All this bad news follows the revelation in a New York Times report that political analytics consulting firm Cambridge Analytica harvested and exploited the Facebook data of 50 million people without their permission. Cambridge Analytica used the improperly harvested data in its work as a consultant on the US presidential campaigns of Ted Cruz and then Donald Trump in 2016. Several other reports have followed, including one about how Facebook has been scraping call and text message data from Android users for years.
The news has been a wakeup call to many Facebook users. Some have threatened to delete their Facebook accounts, while others are following media-advised privacy audits on their Facebook accounts and downloading their Facebook data.
It's not the kind experience that any CEO or CIO ever wants. But what's to prevent your company from becoming the next Facebook, or your boss from being the next Zuckerberg, called to testify before Congress about the failure of your company's data privacy policies?
US companies are at a disadvantage, according to Lisa Loftis, principle management consultant for Customer Intelligence at SAS Best Practices. In an interview with InformationWeek Loftis said that one of the things that the EU's GDPR, the General Data Protection Regulation does is narrow the point of audit down to a single regulatory commission. GDPR is a data privacy regulation that goes into effect in Europe on May 25 and governs data privacy for citizens there.
Meanwhile, US companies are navigating the regulations of 50 states, hundreds of local governments, and the US federal government. Plus, they are subject to GDPR if they have done business with EU citizens. It's a lot for any data governance effort handle.
Are You Ready? (No.)
While the challenges of the multitude of jurisdictions may be huge, US-based companies, for the most part, are just getting started with any kind of serious effort around data privacy, according to Dimitri Sirota, CEO of data privacy company BigID, who spoke to InformationWeek in an interview. BigID offers an enterprise data management platform. Sirota said that GDPR requires companies to have a full-time data protection officer in place. But US companies don't always have that individual or practice. US CIOs may be viewing what's happening with Facebook over the past few weeks like a deer in headlights.

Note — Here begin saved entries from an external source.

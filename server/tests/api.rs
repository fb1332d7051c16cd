use axum::http::{self, Request, StatusCode};
use http_body_util::BodyExt;
use numeral_server::{app, ArabicResponse, Direction, ErrorBody, IndexResponse, RomanResponse};
use tower::ServiceExt;

async fn body_json<T: serde::de::DeserializeOwned>(response: axum::response::Response) -> T {
    let bytes = response.into_body().collect().await.unwrap().to_bytes();
    serde_json::from_slice(&bytes).unwrap()
}

async fn body_bytes(response: axum::response::Response) -> bytes::Bytes {
    response.into_body().collect().await.unwrap().to_bytes()
}

fn get(uri: &str) -> Request<String> {
    Request::builder().uri(uri).body(String::new()).unwrap()
}

fn request(method: &str, uri: &str) -> Request<String> {
    Request::builder()
        .method(method)
        .uri(uri)
        .body(String::new())
        .unwrap()
}

// --- /api/a2r ---

#[tokio::test]
async fn a2r_converts_valid_number() {
    let resp = app().oneshot(get("/api/a2r?arabic=14")).await.unwrap();

    assert_eq!(resp.status(), StatusCode::OK);
    let body: RomanResponse = body_json(resp).await;
    assert_eq!(body.roman, "XIV");
}

#[tokio::test]
async fn a2r_handles_boundaries_and_subtractive_pairs() {
    for (arabic, roman) in [
        (1, "I"),
        (4, "IV"),
        (9, "IX"),
        (40, "XL"),
        (1999, "MCMXCIX"),
        (3999, "MMMCMXCIX"),
    ] {
        let resp = app()
            .oneshot(get(&format!("/api/a2r?arabic={arabic}")))
            .await
            .unwrap();
        assert_eq!(resp.status(), StatusCode::OK, "{arabic}");
        let body: RomanResponse = body_json(resp).await;
        assert_eq!(body.roman, roman);
    }
}

#[tokio::test]
async fn a2r_missing_parameter_returns_400() {
    let resp = app().oneshot(get("/api/a2r")).await.unwrap();

    assert_eq!(resp.status(), StatusCode::BAD_REQUEST);
    let body: ErrorBody = body_json(resp).await;
    assert_eq!(body.example.as_deref(), Some("/api/a2r?arabic=14"));
}

#[tokio::test]
async fn a2r_empty_parameter_returns_400() {
    let resp = app().oneshot(get("/api/a2r?arabic=")).await.unwrap();
    assert_eq!(resp.status(), StatusCode::BAD_REQUEST);
}

#[tokio::test]
async fn a2r_non_numeric_returns_400() {
    let resp = app().oneshot(get("/api/a2r?arabic=abc")).await.unwrap();

    assert_eq!(resp.status(), StatusCode::BAD_REQUEST);
    let body: ErrorBody = body_json(resp).await;
    assert_eq!(body.input.as_deref(), Some("abc"));
    assert!(body.kind.is_none());
}

#[tokio::test]
async fn a2r_out_of_range_returns_422() {
    for arabic in ["0", "-1", "4000", "10000"] {
        let resp = app()
            .oneshot(get(&format!("/api/a2r?arabic={arabic}")))
            .await
            .unwrap();
        assert_eq!(resp.status(), StatusCode::UNPROCESSABLE_ENTITY, "{arabic}");
        let body: ErrorBody = body_json(resp).await;
        assert_eq!(body.kind, Some(numeral_core::ErrorKind::OutOfRange));
        assert_eq!(body.input.as_deref(), Some(arabic));
        assert!(body.details.is_some());
    }
}

#[tokio::test]
async fn a2r_decimal_returns_422() {
    let resp = app().oneshot(get("/api/a2r?arabic=3.14")).await.unwrap();

    assert_eq!(resp.status(), StatusCode::UNPROCESSABLE_ENTITY);
    let body: ErrorBody = body_json(resp).await;
    assert_eq!(body.kind, Some(numeral_core::ErrorKind::NotInteger));
}

#[tokio::test]
async fn a2r_accepts_scientific_notation() {
    let resp = app().oneshot(get("/api/a2r?arabic=1e3")).await.unwrap();

    assert_eq!(resp.status(), StatusCode::OK);
    let body: RomanResponse = body_json(resp).await;
    assert_eq!(body.roman, "M");
}

#[tokio::test]
async fn a2r_huge_float_details_name_the_value() {
    let resp = app().oneshot(get("/api/a2r?arabic=1e20")).await.unwrap();

    assert_eq!(resp.status(), StatusCode::UNPROCESSABLE_ENTITY);
    let body: ErrorBody = body_json(resp).await;
    assert_eq!(body.kind, Some(numeral_core::ErrorKind::OutOfRange));
    assert_eq!(body.input.as_deref(), Some("1e20"));
    let details = body.details.unwrap();
    assert!(details.starts_with("100000000000000000000 "), "{details}");
    assert!(!details.contains(&i64::MAX.to_string()), "{details}");
}

#[tokio::test]
async fn a2r_repeated_parameter_returns_400() {
    let resp = app()
        .oneshot(get("/api/a2r?arabic=1&arabic=2"))
        .await
        .unwrap();
    assert_eq!(resp.status(), StatusCode::BAD_REQUEST);
}

// --- /api/r2a ---

#[tokio::test]
async fn r2a_converts_valid_numeral() {
    let resp = app().oneshot(get("/api/r2a?roman=MCMXCIX")).await.unwrap();

    assert_eq!(resp.status(), StatusCode::OK);
    let body: ArabicResponse = body_json(resp).await;
    assert_eq!(body.arabic, 1999);
}

#[tokio::test]
async fn r2a_accepts_lowercase() {
    let resp = app().oneshot(get("/api/r2a?roman=xiv")).await.unwrap();

    assert_eq!(resp.status(), StatusCode::OK);
    let body: ArabicResponse = body_json(resp).await;
    assert_eq!(body.arabic, 14);
}

#[tokio::test]
async fn r2a_missing_parameter_returns_400() {
    let resp = app().oneshot(get("/api/r2a")).await.unwrap();

    assert_eq!(resp.status(), StatusCode::BAD_REQUEST);
    let body: ErrorBody = body_json(resp).await;
    assert_eq!(body.error, "missing required parameter `roman`");
}

#[tokio::test]
async fn r2a_invalid_input_returns_422() {
    for (roman, kind) in [
        ("ABC", numeral_core::ErrorKind::InvalidCharacter),
        ("IV5", numeral_core::ErrorKind::InvalidCharacter),
        ("IIII", numeral_core::ErrorKind::NonCanonicalForm),
        ("VV", numeral_core::ErrorKind::NonCanonicalForm),
        ("XXXX", numeral_core::ErrorKind::NonCanonicalForm),
        ("%20%20", numeral_core::ErrorKind::EmptyInput),
    ] {
        let resp = app()
            .oneshot(get(&format!("/api/r2a?roman={roman}")))
            .await
            .unwrap();
        assert_eq!(resp.status(), StatusCode::UNPROCESSABLE_ENTITY, "{roman}");
        let body: ErrorBody = body_json(resp).await;
        assert_eq!(body.error, "invalid roman numeral");
        assert_eq!(body.kind, Some(kind), "{roman}");
    }
}

// --- /api/index ---

#[tokio::test]
async fn index_converts_roman() {
    let resp = app().oneshot(get("/api/index?roman=xiv")).await.unwrap();

    assert_eq!(resp.status(), StatusCode::OK);
    let body: IndexResponse = body_json(resp).await;
    assert_eq!(body.input, "XIV");
    assert_eq!(body.result, 14);
    assert_eq!(body.direction, Direction::RomanToArabic);
}

#[tokio::test]
async fn index_converts_arabic() {
    let resp = app().oneshot(get("/api/index?arabic=2024")).await.unwrap();

    assert_eq!(resp.status(), StatusCode::OK);
    let body: IndexResponse = body_json(resp).await;
    assert_eq!(body.input, 2024);
    assert_eq!(body.result, "MMXXIV");
    assert_eq!(body.direction, Direction::ArabicToRoman);
}

#[tokio::test]
async fn index_prefers_roman_when_both_present() {
    let resp = app()
        .oneshot(get("/api/index?roman=X&arabic=5"))
        .await
        .unwrap();

    let body: IndexResponse = body_json(resp).await;
    assert_eq!(body.direction, Direction::RomanToArabic);
    assert_eq!(body.result, 10);
}

#[tokio::test]
async fn index_without_parameters_returns_400() {
    let resp = app().oneshot(get("/api/index")).await.unwrap();

    assert_eq!(resp.status(), StatusCode::BAD_REQUEST);
    let body: ErrorBody = body_json(resp).await;
    assert_eq!(body.example.as_deref(), Some("/api/index?roman=XIV"));
}

#[tokio::test]
async fn index_rejection_returns_422() {
    let resp = app().oneshot(get("/api/index?arabic=0")).await.unwrap();
    assert_eq!(resp.status(), StatusCode::UNPROCESSABLE_ENTITY);
}

// --- methods and CORS ---

#[tokio::test]
async fn non_read_methods_return_405() {
    for method in ["POST", "PUT", "PATCH", "DELETE"] {
        let resp = app()
            .oneshot(request(method, "/api/r2a?roman=XIV"))
            .await
            .unwrap();
        assert_eq!(resp.status(), StatusCode::METHOD_NOT_ALLOWED, "{method}");
        assert_eq!(resp.headers()[http::header::ALLOW], "GET, OPTIONS");
        let body: ErrorBody = body_json(resp).await;
        assert_eq!(body.method.as_deref(), Some(method));
        assert_eq!(body.allowed, Some(vec!["GET".to_string()]));
    }
}

#[tokio::test]
async fn preflight_returns_200_with_empty_body() {
    let resp = app().oneshot(request("OPTIONS", "/api/a2r")).await.unwrap();

    assert_eq!(resp.status(), StatusCode::OK);
    assert_eq!(
        resp.headers()[http::header::ACCESS_CONTROL_ALLOW_METHODS],
        "GET, OPTIONS"
    );
    assert_eq!(
        resp.headers()[http::header::ACCESS_CONTROL_ALLOW_HEADERS],
        "Content-Type"
    );
    let body = body_bytes(resp).await;
    assert!(body.is_empty());
}

#[tokio::test]
async fn cors_headers_on_success_and_error() {
    for uri in ["/api/a2r?arabic=14", "/api/a2r?arabic=0", "/api/r2a", "/health"] {
        let resp = app().oneshot(get(uri)).await.unwrap();
        assert_eq!(
            resp.headers()[http::header::ACCESS_CONTROL_ALLOW_ORIGIN],
            "*",
            "{uri}"
        );
        let methods = resp.headers()[http::header::ACCESS_CONTROL_ALLOW_METHODS]
            .to_str()
            .unwrap();
        assert!(methods.contains("GET"), "{uri}");
    }
}

#[tokio::test]
async fn cors_headers_on_method_not_allowed() {
    let resp = app().oneshot(request("POST", "/api/a2r")).await.unwrap();
    assert_eq!(
        resp.headers()[http::header::ACCESS_CONTROL_ALLOW_ORIGIN],
        "*"
    );
}

#[tokio::test]
async fn health_reports_ok() {
    let resp = app().oneshot(get("/health")).await.unwrap();

    assert_eq!(resp.status(), StatusCode::OK);
    let body: numeral_server::HealthResponse = body_json(resp).await;
    assert_eq!(body.status, "ok");
}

Sirota said that some US companies have actually created the role of chief data officer, responsible for all aspects of an organization's data, but it's a relatively new role. Some companies may have placed the responsibility for data privacy under the umbrella of the chief information security officer. The lack of consistency on where the work is done demonstrates that we are just at the beginning of tackling this work in US organizations.

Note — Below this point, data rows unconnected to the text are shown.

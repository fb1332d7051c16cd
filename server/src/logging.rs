use clap::ValueEnum;
use tracing_subscriber::{fmt, layer::SubscriberExt, util::SubscriberInitExt, EnvFilter};

const DEFAULT_FILTER: &str = "numeral_server=info,tower_http=info";

#[derive(Debug, Clone, Copy, PartialEq, Eq, Default, ValueEnum)]
pub enum LogFormat {
    #[default]
    Compact,
    Json,
}

/// Install the global subscriber. `RUST_LOG` takes precedence over the
/// built-in filter.
pub fn init_logger(format: LogFormat) {
    let filter =
        EnvFilter::try_from_default_env().unwrap_or_else(|_| EnvFilter::new(DEFAULT_FILTER));
    let registry = tracing_subscriber::registry().with(filter);

    match format {
        LogFormat::Compact => registry
            .with(
                fmt::layer()
                    .with_target(false)
                    .with_thread_ids(false)
                    .compact(),
            )
            .init(),
        LogFormat::Json => registry.with(fmt::layer().json()).init(),
    }
}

"You need to treat your data the same way you treat your financial accounting," Sirota said. "Data is the currency of business. The work will happen in stages over the course of several years. But the journey has begun. What happened with Facebook has been a clarion call."
Sirota said that companies need to do the following three things to get a handle on their data operations:
- Know what data they have,
- Figure out what data belongs to who, and
- Be able to document how the data is being processed, shared, or exposed.

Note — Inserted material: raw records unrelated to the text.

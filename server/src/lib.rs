//! HTTP service exposing the Roman numeral converter.
//!
//! Routes are read-only: every path answers `GET`, treats `OPTIONS` as a CORS
//! preflight and turns any other method into a JSON 405. CORS headers are set
//! on every response, errors included.

pub mod config;
pub mod error;
pub mod handlers;
pub mod logging;
pub mod types;

use axum::handler::Handler;
use axum::http::{header, HeaderValue};
use axum::routing::{get, MethodRouter};
use axum::Router;
use tokio::net::TcpListener;
use tower_http::set_header::SetResponseHeaderLayer;
use tower_http::trace::TraceLayer;

pub use error::ApiError;
pub use types::{ArabicResponse, Direction, ErrorBody, HealthResponse, IndexResponse, RomanResponse};

pub fn app() -> Router {
    Router::new()
        .route("/api/a2r", read_only(handlers::arabic_to_roman))
        .route("/api/r2a", read_only(handlers::roman_to_arabic))
        .route("/api/index", read_only(handlers::convert))
        .route("/health", read_only(handlers::health))
        .layer(TraceLayer::new_for_http())
        .layer(SetResponseHeaderLayer::overriding(
            header::ACCESS_CONTROL_ALLOW_ORIGIN,
            HeaderValue::from_static("*"),
        ))
        .layer(SetResponseHeaderLayer::overriding(
            header::ACCESS_CONTROL_ALLOW_METHODS,
            HeaderValue::from_static("GET, OPTIONS"),
        ))
        .layer(SetResponseHeaderLayer::overriding(
            header::ACCESS_CONTROL_ALLOW_HEADERS,
            HeaderValue::from_static("Content-Type"),
        ))
}

pub async fn run(listener: TcpListener) -> Result<(), std::io::Error> {
    axum::serve(listener, app()).await
}

fn read_only<H, T>(handler: H) -> MethodRouter
where
    H: Handler<T, ()>,
    T: 'static,
{
    get(handler)
        .options(handlers::preflight)
        .fallback(handlers::method_not_allowed)
}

The time to do this is now, he said. It used to be that a company's data efforts were about hiring an attorney to put together a data privacy statement with language to protect the company. But now, with the events around Facebook, companies are recognizing that there can be a real economic impact to not protecting your customers' data privacy. Loftis agreed.
"Companies can read the writing on the wall," she said. "I think Facebook will be dealing with this for multiple years."
Loftis said that Facebook would need to take several steps to fix some of the damage that has been done. First, the company needs to put a human eye on what it does with data and what it's app developers do with Facebook users' data. Next they need to really understand what data they actually need, and develop transparent policies around that data.
The company also needs to do an immediate audit of what happens around analytics. Are organizations using data to discriminate against certain groups, by targeting housing ads to whites only, as documented in this and other ProPublica stories?
Facebook also needs to take responsibility for what is happening. Even though third party app providers may be misusing the data, enforcing the rules is Facebook's responsibility, according to Loftis.
"I'm not sure Facebook is making a good faith attempt yet," she said.
Personally, Sirota and Loftis are both Facebook users. They are not deleting their accounts, but Loftis she is thinking twice about how she interacts with external sites on Facebook. She's also downloaded her Facebook archive.
"I think there are lots of companies that need to shift their mindsets about data privacy," she said. "I think that many of them are starting to think about that right now."